- Born: October 20, 1929 Lincolnshire, England
- Died: August 25, 2023 (aged 93) Victoria, British Columbia, Canada
- Education: University of Oxford
- Spouse: Gillian
- Children: 5
- Scientific career
- Fields: Physiology; Zoology;
- Workplaces: University of Victoria; University of Alberta;
- Website: sites.google.com/view/mackiefamily/home

= George Owen Mackie =

British-Canadian zoologist (1929–2023)

George Owen Mackie (October 20, 1929 – August 25, 2023) was a British–Canadian zoologist who was a professor emeritus of biology at the University of Victoria.

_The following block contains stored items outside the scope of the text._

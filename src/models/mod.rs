pub mod alert;
pub mod device;
pub mod message;
pub mod sample;

pub use alert::{AlertEvent, AlertKind, Severity};
pub use device::{Device, DeviceStatus};
pub use message::{FeedBatch, FeedEnvelope};
pub use sample::{AttributeValue, Attributes, Sample};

Prior to this, he worked at the University of Alberta Department of Zoology, which he left in 1968. Much of his research focused on invertebrate behavioural physiology. He was born in Lincolnshire, England on October 20, 1929, the youngest son of Frederick Percival Mackie. After obtaining a B.A. from the University of Oxford in 1953, he obtained an M.A. and a D. Phil from Oxford in 1957. In 1982, he was made a fellow of the Royal Society of Canada. In 1991, he was made a fellow of the Royal Society of London. Mackie died on August 25, 2023 at the age of 93.

== Career ==
Mackie worked on jellyfish and other marine invertebrates, exploring the role of excitable epithelia as signalling pathways and analysing the neuromuscular basis of behaviour. He and Robert Meech discovered axons in Aglantha that conduct two sorts of action potential: sodium-based in fast swimming and calcium-based in slow. With Sally Leys he found that hexactinellid sponges conduct electrical impulses throughout their bodies, regulating the activity of the flagella that produce the feeding current.